SI no fuera por un prudente y cada vez más necesario escepticismo y por los escarmientos que hemos experimentado sobre las cabriolas que da la política, casi podríamos decir que en los últimos días hemos tenido alguna dosis de ese oxímoron que algunos denominan justicia poética. En Italia, el ultraderechista viceprimer ministro y responsable de Interior, Matteo Salvini, forzó la máquina para convertirse en el máximo dirigente de su país. Para ello, no le importó romper el gobierno del que formaba parte. Se sentía -se creía- ganador, muy probablemente, porque se lo decían sus encuestas. Lo que ha logrado es que otros partidos se unan para dejarle al margen y formar otro gobierno. En Gran Bretaña, el populista Boris Johnson también forzó la máquina para primero hacerse con el puesto y después suspender el Parlamento y evitar así que los representantes de la voluntad popular le bloquearan sus intenciones de apostar por un Brexit duro o buscaran otra prórroga de Bruselas. Se veía ganador. Lo que ha conseguido, de momento, es una oposición feroz a sus planes y deserciones en su propia familia, política y personal. Es posible que pierda la partida, porque la lógica de la acción-reacción casi siempre funciona.

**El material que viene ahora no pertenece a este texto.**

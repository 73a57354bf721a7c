use crate::protocol::{
    FiltrationMode, LegacyMachineStatus, LegacyProgress, LegacyTemperatures, MaterialStationInfo,
    ModernDetail, TempReading,
};
use chrono::{DateTime, Utc};
use serde::{Deserialize, Serialize};

#[derive(Debug, Clone, Copy, PartialEq, Eq, Serialize, Deserialize)]
#[serde(rename_all = "snake_case")]
pub enum MachineState {
    Ready,
    Busy,
    Heating,
    Calibrating,
    Printing,
    Paused,
    Completed,
    Cancelled,
    Error,
    Unknown,
}

impl MachineState {
    pub fn from_modern(status: &str) -> Self {
        match status.to_ascii_lowercase().as_str() {
            "ready" => MachineState::Ready,
            "busy" => MachineState::Busy,
            "heating" => MachineState::Heating,
            "calibrate_doing" => MachineState::Calibrating,
            "printing" => MachineState::Printing,
            "paused" | "pausing" => MachineState::Paused,
            "completed" => MachineState::Completed,
            "cancel" | "cancelled" => MachineState::Cancelled,
            "error" => MachineState::Error,
            _ => MachineState::Unknown,
        }
    }

    pub fn from_legacy(machine_status: &str, move_mode: &str) -> Self {
        let move_mode = move_mode.to_ascii_uppercase();
        match machine_status.to_ascii_uppercase().as_str() {
            "READY" => MachineState::Ready,
            "BUILDING_FROM_SD" if move_mode == "PAUSED" => MachineState::Paused,
            "BUILDING_FROM_SD" => MachineState::Printing,
            "BUILDING_COMPLETED" => MachineState::Completed,
            "PAUSED" => MachineState::Paused,
            "BUSY" => MachineState::Busy,
            "HEATING" => MachineState::Heating,
            "ERROR" => MachineState::Error,
            _ => MachineState::Unknown,
        }
    }

    pub fn is_job_active(&self) -> bool {
        matches!(
            self,
            MachineState::Printing | MachineState::Paused | MachineState::Heating | MachineState::Calibrating
        )
    }
}

#[derive(Debug, Clone, Default, PartialEq, Serialize, Deserialize)]
#[serde(rename_all = "camelCase")]
pub struct Temperatures {
    pub extruder: TempReading,
    pub bed: TempReading,
    pub chamber: Option<TempReading>,
}

#[derive(Debug, Clone, Default, PartialEq, Serialize, Deserialize)]
#[serde(rename_all = "camelCase")]
pub struct JobProgress {
    pub file_name: Option<String>,
    /// 0-100.
    pub progress_percent: f64,
    pub current_layer: Option<u32>,
    pub total_layers: Option<u32>,
    pub elapsed_secs: Option<u64>,
    pub remaining_secs: Option<u64>,
}

#[derive(Debug, Clone, Default, PartialEq, Serialize, Deserialize)]
#[serde(rename_all = "camelCase")]
pub struct MaterialSlot {
    pub slot_id: u8,
    pub loaded: bool,
    pub material_name: Option<String>,
    pub material_color: Option<String>,
}

#[derive(Debug, Clone, Default, PartialEq, Serialize, Deserialize)]
#[serde(rename_all = "camelCase")]
pub struct MaterialStationStatus {
    pub connected: bool,
    pub active_slot: Option<u8>,
    pub slots: Vec<MaterialSlot>,
}

impl MaterialStationStatus {
    pub fn from_info(info: &MaterialStationInfo) -> Self {
        let slots = (1..=info.slot_cnt)
            .map(|slot_id| {
                let reported = info.slot_infos.iter().find(|s| s.slot_id == slot_id);
                MaterialSlot {
                    slot_id,
                    loaded: reported.map_or(false, |s| s.has_filament),
                    material_name: reported
                        .map(|s| s.material_name.clone())
                        .filter(|n| !n.is_empty()),
                    material_color: reported
                        .map(|s| s.material_color.clone())
                        .filter(|c| !c.is_empty()),
                }
            })
            .collect();

        Self {
            connected: info.slot_cnt > 0,
            active_slot: (info.current_slot > 0).then_some(info.current_slot),
            slots,
        }
    }

    pub fn slot(&self, slot_id: u8) -> Option<&MaterialSlot> {
        self.slots.iter().find(|s| s.slot_id == slot_id)
    }
}

/// Normalized status snapshot published for every context.
#[derive(Debug, Clone, PartialEq, Serialize, Deserialize)]
#[serde(rename_all = "camelCase")]
pub struct PrinterStatus {
    pub machine_state: MachineState,
    /// State string exactly as the printer reported it.
    pub raw_state: String,
    pub temperatures: Temperatures,
    pub job: Option<JobProgress>,
    pub material_station: Option<MaterialStationStatus>,
    pub led_on: Option<bool>,
    pub filtration: Option<FiltrationMode>,
    pub updated_at: DateTime<Utc>,
}

impl PrinterStatus {
    pub fn from_legacy(
        status: &LegacyMachineStatus,
        temps: &LegacyTemperatures,
        progress: Option<&LegacyProgress>,
    ) -> Self {
        let machine_state = MachineState::from_legacy(&status.machine_status, &status.move_mode);

        let job = if machine_state.is_job_active() || machine_state == MachineState::Completed {
            Some(JobProgress {
                file_name: status.current_file.clone(),
                progress_percent: progress.map_or(0.0, |p| p.percent),
                current_layer: progress.and_then(|p| p.layer).map(|(current, _)| current),
                total_layers: progress.and_then(|p| p.layer).map(|(_, total)| total),
                elapsed_secs: None,
                remaining_secs: None,
            })
        } else {
            None
        };

        Self {
            machine_state,
            raw_state: status.machine_status.clone(),
            temperatures: Temperatures {
                extruder: temps.extruder,
                bed: temps.bed,
                chamber: None,
            },
            job,
            material_station: None,
            led_on: Some(status.led_on),
            filtration: None,
            updated_at: Utc::now(),
        }
    }

    pub fn from_modern(detail: &ModernDetail) -> Self {
        let raw_state = detail.status.clone().unwrap_or_default();
        let machine_state = MachineState::from_modern(&raw_state);

        let job = if machine_state.is_job_active() || machine_state == MachineState::Completed {
            let elapsed = detail.print_duration;
            Some(JobProgress {
                file_name: detail.print_file_name.clone().filter(|n| !n.is_empty()),
                progress_percent: (detail.print_progress.unwrap_or(0.0) * 100.0).clamp(0.0, 100.0),
                current_layer: detail.print_layer,
                total_layers: detail.target_print_layer,
                elapsed_secs: elapsed,
                remaining_secs: detail
                    .estimated_time
                    .filter(|t| *t > 0.0)
                    .map(|t| t.round() as u64),
            })
        } else {
            None
        };

        let chamber = detail.chamber_temp.map(|current| TempReading {
            current,
            target: detail.chamber_target_temp.unwrap_or(0.0),
        });

        let filtration = match (
            detail.internal_fan_status.as_deref(),
            detail.external_fan_status.as_deref(),
        ) {
            (Some("open"), _) => Some(FiltrationMode::Internal),
            (_, Some("open")) => Some(FiltrationMode::External),
            (Some(_), _) | (_, Some(_)) => Some(FiltrationMode::Off),
            _ => None,
        };

        Self {
            machine_state,
            raw_state,
            temperatures: Temperatures {
                extruder: TempReading {
                    current: detail.left_temp.unwrap_or(0.0),
                    target: detail.left_target_temp.unwrap_or(0.0),
                },
                bed: TempReading {
                    current: detail.plat_temp.unwrap_or(0.0),
                    target: detail.plat_target_temp.unwrap_or(0.0),
                },
                chamber,
            },
            job,
            material_station: detail
                .matl_station_info
                .as_ref()
                .map(MaterialStationStatus::from_info),
            led_on: detail.light_status.as_deref().map(|s| s == "open"),
            filtration,
            updated_at: Utc::now(),
        }
    }
}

¿Están desactivados Salvini y Johnson? Ni mucho menos. Tienen mecanismos, recursos y falta de escrúpulos para revertir la situación como tan bien saben hacerlo populistas y demagogos: apelando “al pueblo” mediante el victimismo.

No estoy seguro, pero creo que Pedro Sánchez puede estar tomando nota. Si uno no tiene vértigo, puede carecer de miedo al abismo. Pero el resto de los mortales lo tiene. Vaya si lo tiene.